Bayangkan, kamu lulus dengan gelar yang mentereng, membawa ijazah yang katanya adalah tiket menuju kebahagiaan. Tapi kenyataan berkata lain: tiket itu rupanya hanya akses ke antrean panjang berisi penolakan. Tes kerja gagal? Sudah biasa. Lamaran ditolak? Itu menu harian. Uang habis? Oh, itu bonusnya. Dan pada akhirnya, pulang ke rumah orang tua dengan kepala tertunduk, membawa koper penuh kegagalan.

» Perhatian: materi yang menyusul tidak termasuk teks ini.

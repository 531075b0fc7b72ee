//! Fault handling around backend calls.
//!
//! - [`retry`]: exponential backoff on transient errors
//! - [`circuit`]: per-domain circuit breaker
//! - [`fallback`]: canned degraded responses
//! - [`invoker`]: [`ResilientInvoker`], composing the three

pub mod circuit;
pub mod fallback;
pub mod invoker;
pub mod retry;

pub use circuit::{CallPermit, CircuitBreaker, CircuitBreakerConfig, CircuitState};
pub use fallback::{DomainFallback, Fallback};
pub use invoker::ResilientInvoker;
pub use retry::{RetryConfig, with_retry};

"Sabar," kata mereka. Oh, tentu saja. Sabar adalah solusi ajaib yang selalu diusulkan. Rasanya seperti menyuruh seseorang yang tenggelam untuk lebih rileks saja, padahal air sudah masuk ke paru-paru. Kata "sabar" sering dilontarkan oleh mereka yang hidupnya cukup nyaman untuk memberi nasihat tanpa benar-benar mengerti. Sabar itu katanya kunci kehidupan. Tapi kunci macam apa yang tak pernah membuka pintu?

Lalu, ada yang berkata, "Rezeki nggak akan kemana." Memang benar, rezeki itu nggak kemana. Dia duduk manis di tempatnya, sementara kamu berlari ke sana kemari seperti orang bodoh, berharap bisa menemukannya. Tapi apa daya, langkahmu seperti treadmill: banyak gerak, tapi tak kemana-mana.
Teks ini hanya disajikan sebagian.